Items from a dataset:
//! Record normalization: raw source rows → validated [`TradeRecord`]s → typed frame.
//!
//! All fuzzy column matching happens here (see [`ColumnResolver`]); the feature
//! engines downstream only ever look up canonical names from [`crate::table::names`].

mod columns;
mod record;

pub use columns::{normalize_header, ColumnResolver};
pub use record::{InsiderRole, TradeRecord, TransactionType};

use crate::config::NormalizeConfig;
use crate::error::SchemaError;
use crate::ingest::RawTable;
use crate::table::{names, Column, Frame};
use chrono::{DateTime, NaiveDate, NaiveDateTime};
use tracing::debug;

/// Why a source row was rejected.
#[derive(Debug, Clone, Default, PartialEq, Eq)]
pub struct DropCounts {
    pub missing_essential: usize,
    pub unparseable: usize,
    pub blank_entity: usize,
    pub other_transaction: usize,
}

impl DropCounts {
    pub fn total(&self) -> usize {
        self.missing_essential + self.unparseable + self.blank_entity + self.other_transaction
    }
}

/// Normalized trades plus which optional source columns existed.
#[derive(Debug, Clone, Default, PartialEq)]
pub struct NormalizedTrades {
    pub records: Vec<TradeRecord>,
    pub has_actor: bool,
    pub has_relationship: bool,
    pub has_remarks: bool,
    pub dropped: DropCounts,
}

impl NormalizedTrades {
    /// Wrap already-typed records; an optional column is emitted when any record carries it.
    pub fn from_records(records: Vec<TradeRecord>) -> Self {
        Self {
            has_actor: records.iter().any(|r| r.actor_id.is_some()),
            has_relationship: records.iter().any(|r| r.relationship.is_some()),
            has_remarks: records.iter().any(|r| r.remarks.is_some()),
            records,
            dropped: DropCounts::default(),
        }
    }

    pub fn len(&self) -> usize {
        self.records.len()
    }

    pub fn is_empty(&self) -> bool {
        self.records.is_empty()
    }

    /// Typed trade table with the basic per-row features (`is_buy`, `is_sell`,
    /// `insider_role`). Optional columns appear only if their source column did.
    pub fn to_frame(&self) -> Result<Frame, SchemaError> {
        let r = &self.records;
        let mut cols = vec![
            (
                names::ENTITY_ID.to_string(),
                Column::Utf8(r.iter().map(|t| Some(t.entity_id.clone())).collect()),
            ),
            (
                names::TIMESTAMP.to_string(),
                Column::Date(r.iter().map(|t| Some(t.timestamp)).collect()),
            ),
            (
                names::TRANSACTION_TYPE.to_string(),
                Column::Utf8(r.iter().map(|t| Some(t.transaction_type.to_string())).collect()),
            ),
            (names::SHARES.to_string(), Column::Float64(r.iter().map(|t| Some(t.shares)).collect())),
            (names::PRICE.to_string(), Column::Float64(r.iter().map(|t| Some(t.price)).collect())),
            (
                names::TRADE_VALUE.to_string(),
                Column::Float64(r.iter().map(|t| Some(t.trade_value)).collect()),
            ),
            (
                names::IS_BUY.to_string(),
                Column::Bool(r.iter().map(|t| Some(t.transaction_type == TransactionType::Buy)).collect()),
            ),
            (
                names::IS_SELL.to_string(),
                Column::Bool(r.iter().map(|t| Some(t.transaction_type == TransactionType::Sell)).collect()),
            ),
        ];
        if self.has_actor {
            cols.push((
                names::ACTOR_ID.to_string(),
                Column::Utf8(r.iter().map(|t| t.actor_id.clone()).collect()),
            ));
        }
        if self.has_relationship {
            cols.push((
                names::RELATIONSHIP.to_string(),
                Column::Utf8(r.iter().map(|t| t.relationship.clone()).collect()),
            ));
            cols.push((
                names::INSIDER_ROLE.to_string(),
                Column::Utf8(
                    r.iter()
                        .map(|t| Some(t.insider_role().unwrap_or(InsiderRole::Other).as_str().to_string()))
                        .collect(),
                ),
            ));
        }
        if self.has_remarks {
            cols.push((
                names::REMARKS.to_string(),
                Column::Utf8(r.iter().map(|t| t.remarks.clone()).collect()),
            ));
        }
        Frame::new(cols)
    }
}

pub struct Normalizer {
    config: NormalizeConfig,
}

impl Normalizer {
    pub fn new(config: NormalizeConfig) -> Self {
        Self { config }
    }

    /// Date-granularity timestamp; date-time inputs are truncated to their date.
    pub fn parse_date(&self, raw: &str) -> Option<NaiveDate> {
        let raw = raw.trim();
        self.config
            .date_formats
            .iter()
            .find_map(|f| NaiveDate::parse_from_str(raw, f).ok())
            .or_else(|| {
                self.config
                    .datetime_formats
                    .iter()
                    .find_map(|f| NaiveDateTime::parse_from_str(raw, f).ok())
                    .map(|dt| dt.date())
            })
            .or_else(|| DateTime::parse_from_rfc3339(raw).ok().map(|dt| dt.date_naive()))
    }

    fn parse_amount(raw: &str) -> Option<f64> {
        raw.trim()
            .parse::<f64>()
            .ok()
            .filter(|v| v.is_finite() && *v >= 0.0)
            // -0 becomes +0 so equal amounts compare and rank as ties
            .map(|v| v + 0.0)
    }

    /// Validate and type every raw row. Rows with missing/unparseable essentials,
    /// a blank ticker, or a transaction other than buy/sale are dropped.
    pub fn normalize(&self, raw: &RawTable) -> Result<NormalizedTrades, SchemaError> {
        let raw = fold_headers(raw);
        let cols = ColumnResolver::resolve(&raw.headers)?;

        let text = |row: &[Option<String>], idx: usize| -> Option<String> {
            row.get(idx)
                .cloned()
                .flatten()
                .map(|s| s.trim().to_string())
                .filter(|s| !s.is_empty())
        };

        let mut out = NormalizedTrades {
            records: Vec::with_capacity(raw.len()),
            has_actor: cols.actor.is_some(),
            has_relationship: cols.relationship.is_some(),
            has_remarks: cols.remarks.is_some(),
            dropped: DropCounts::default(),
        };

        for row in raw.rows.iter().map(Vec::as_slice) {
            let (Some(date), Some(shares), Some(price)) =
                (text(row, cols.date), text(row, cols.shares), text(row, cols.price))
            else {
                out.dropped.missing_essential += 1;
                continue;
            };
            let (Some(timestamp), Some(shares), Some(price)) =
                (self.parse_date(&date), Self::parse_amount(&shares), Self::parse_amount(&price))
            else {
                out.dropped.unparseable += 1;
                continue;
            };
            let trade_value = shares * price;
            if !trade_value.is_finite() {
                out.dropped.unparseable += 1;
                continue;
            }
            let Some(transaction_type) = text(row, cols.transaction).as_deref().and_then(TransactionType::parse)
            else {
                out.dropped.other_transaction += 1;
                continue;
            };
            let Some(entity_id) = text(row, cols.entity) else {
                out.dropped.blank_entity += 1;
                continue;
            };

            out.records.push(TradeRecord {
                entity_id,
                actor_id: cols.actor.and_then(|i| text(row, i)),
                timestamp,
                transaction_type,
                shares,
                price,
                trade_value,
                relationship: cols.relationship.and_then(|i| text(row, i)),
                remarks: cols.remarks.and_then(|i| text(row, i)),
            });
        }

        debug!(
            kept = out.records.len(),
            missing_essential = out.dropped.missing_essential,
            unparseable = out.dropped.unparseable,
            blank_entity = out.dropped.blank_entity,
            other_transaction = out.dropped.other_transaction,
            "normalized trade records"
        );
        Ok(out)
    }
}

/// Normalize header names and merge columns that collapse to the same name
/// (e.g. `Ticker` and `ticker` from different source files). The first
/// non-missing cell wins.
fn fold_headers(raw: &RawTable) -> RawTable {
    let mut headers: Vec<String> = Vec::new();
    let targets: Vec<usize> = raw
        .headers
        .iter()
        .map(|h| {
            let h = normalize_header(h);
            match headers.iter().position(|x| *x == h) {
                Some(i) => i,
                None => {
                    headers.push(h);
                    headers.len() - 1
                }
            }
        })
        .collect();

    let mut out = RawTable::new(headers);
    for row in &raw.rows {
        let mut merged: Vec<Option<String>> = vec![None; out.headers.len()];
        for (cell, &dst) in row.iter().zip(targets.iter()) {
            if merged[dst].is_none() {
                merged[dst] = cell.clone();
            }
        }
        out.push_row(merged);
    }
    out
}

■ **What you need to do**:
If a line in the entries above contains the word "SchemaError", copy it.

■ **Your response**:
use crate::error::SchemaError;
    pub fn to_frame(&self) -> Result<Frame, SchemaError> {
    pub fn normalize(&self, raw: &RawTable) -> Result<NormalizedTrades, SchemaError> {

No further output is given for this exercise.